Yılanlara tapınma mukadderatından kaçmak için Togo’yu terk eden 16 yaşındaki çocuk, ülkesine 28 yaşında bir adam olarak, sevdikleriyle paylaşacağı bir dünya dolusu öyküyle geri dönecekti.
Bunlardan biri de karın yağışıydı.
“Büyükbabama karı anlatmak için, ‘Sevgili büyükbaba, gökyüzündeki tüm beyaz kuşlar birdenbire tüylerini dökselerdi, hayal et’ dedim.”
“Büyükbabam sonraki gün, hayalinde güneşi kapatacak kadar büyük kar tanelerini gördüğünü söyleyerek tüm aileyi güldürdü. Amcalarımdan biri ona, ‘Peki tüylerini döken kuşlara ne oldu? Kanatları olmadan nasıl uçabildiler?’ diye sordu'”
“Topluluğumuzda birinci kere karla ilgili sohbet ediliyordu.”
Tété-Michel, tecrübeleri sayesinde büyüklerinin hürmetini kazandı.
“Geri döndüğümde büyükbabam, babam, amcalarım ve teyzelerim beni dinliyordu. Beni büyütmüşlerdi fakat Grönland beni bir adam yapmıştı. Bir tıp bilge adam oldum, herkesin dinlediği biriydim.”
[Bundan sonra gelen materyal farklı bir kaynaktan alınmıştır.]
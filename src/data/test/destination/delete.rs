use super::*;

/// Tests deleting a guild's destination.
///
/// Verifies that the guild's subscriptions are removed with it.
///
/// Expected: Ok(true) with no subscriptions left
#[tokio::test]
async fn deletes_destination_and_subscriptions() -> Result<(), DbErr> {
    let test = TestBuilder::new()
        .with_game_tables()
        .build()
        .await
        .unwrap();
    let db = test.db.as_ref().unwrap();

    let (game, destination) = factory::helpers::create_subscribed_game(db).await?;
    let guild_id: u64 = destination.guild_id.parse().unwrap();

    let repo = DestinationRepository::new(db);

    assert!(repo.delete(guild_id).await?);
    assert!(repo.find_by_guild_id(guild_id).await?.is_none());
    assert!(repo.get_subscribed_to_game(game.id).await?.is_empty());
    assert_eq!(entity::prelude::GameSubscription::find().count(db).await?, 0);

    Ok(())
}

/// Tests deleting a guild without a destination.
///
/// Expected: Ok(false)
#[tokio::test]
async fn returns_false_for_unknown_guild() -> Result<(), DbErr> {
    let test = TestBuilder::new()
        .with_game_tables()
        .build()
        .await
        .unwrap();
    let db = test.db.as_ref().unwrap();

    let repo = DestinationRepository::new(db);

    assert!(!repo.delete(1).await?);

    Ok(())
}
Tété-Michel, geri döndükten bir yıl sonra tecrübelerini kıtanın geri kalanıyla paylaşmaya karar verdi ve Afrika cinsine çıktı. İnsanlara donmuş Grönland cennetinde gördüklerini anlatacaktı.
Daha sonra Fransa’ya taşındı ve onu şöhrete kavuşturan “Grönland’da Bir Afrikalı” isimli kitabını yayımladı.
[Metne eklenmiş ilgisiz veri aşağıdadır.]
//! Delivery destinations subscribed to games.

use crate::error::internal::InternalError;

/// Where notifications for a guild are delivered.
#[derive(Debug, Clone, PartialEq, Eq)]
pub enum DestinationTarget {
    /// Bot posts into a channel.
    Channel(u64),
    /// Notifications are executed through a webhook.
    Webhook(String),
}

/// Per-guild delivery target.
#[derive(Debug, Clone, PartialEq, Eq)]
pub struct Destination {
    pub id: i32,
    pub guild_id: u64,
    pub target: DestinationTarget,
}

impl Destination {
    /// Converts an entity model to a destination.
    ///
    /// A channel takes precedence over a webhook when both are stored.
    ///
    /// # Returns
    /// - `Ok(Destination)` - The converted destination
    /// - `Err(InternalError::ParseDiscordId)` - Stored guild or channel id is not a snowflake
    /// - `Err(InternalError::ZeroDiscordId)` - Stored guild or channel id is zero
    /// - `Err(InternalError::IncompleteDestination)` - Neither channel nor webhook stored
    pub fn from_entity(entity: entity::destination::Model) -> Result<Self, InternalError> {
        let guild_id = parse_snowflake(&entity.guild_id)?;

        let target = match (entity.channel_id, entity.webhook_url) {
            (Some(channel_id), _) => DestinationTarget::Channel(parse_snowflake(&channel_id)?),
            (None, Some(webhook_url)) => DestinationTarget::Webhook(webhook_url),
            (None, None) => {
                return Err(InternalError::IncompleteDestination {
                    guild_id: entity.guild_id,
                })
            }
        };

        Ok(Self {
            id: entity.id,
            guild_id,
            target,
        })
    }
}

/// Parameters for creating or replacing the destination of a guild.
#[derive(Debug, Clone)]
pub struct UpsertDestinationParam {
    pub guild_id: u64,
    pub channel_id: Option<u64>,
    pub webhook_url: Option<String>,
}

/// Parses a stored snowflake; serenity ids cannot hold zero.
fn parse_snowflake(value: &str) -> Result<u64, InternalError> {
    let id = value
        .parse::<u64>()
        .map_err(|e| InternalError::ParseDiscordId {
            value: value.to_string(),
            source: e,
        })?;

    if id == 0 {
        return Err(InternalError::ZeroDiscordId(value.to_string()));
    }

    Ok(id)
}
Bugüne ait, “Hiç üniversiteye gitmedim fakat üniversiteler beni konuşmalar yapmaya davet ediyor. Antropologlardan e-postalar ve etnologlardan mektuplar alıyorum. Kitabım onlar için bir model haline geldi” diyor ve ekliyor:
“Afrika ve Grönland ortasında bir köprü kurdum. Her gün Grönland’dan bahsediyorum, güya oradan hiç ayrılmamışım üzere.”
* BBC Outlook radyo programında yayımlandı, BBC Mundo tarafından uyarlandı.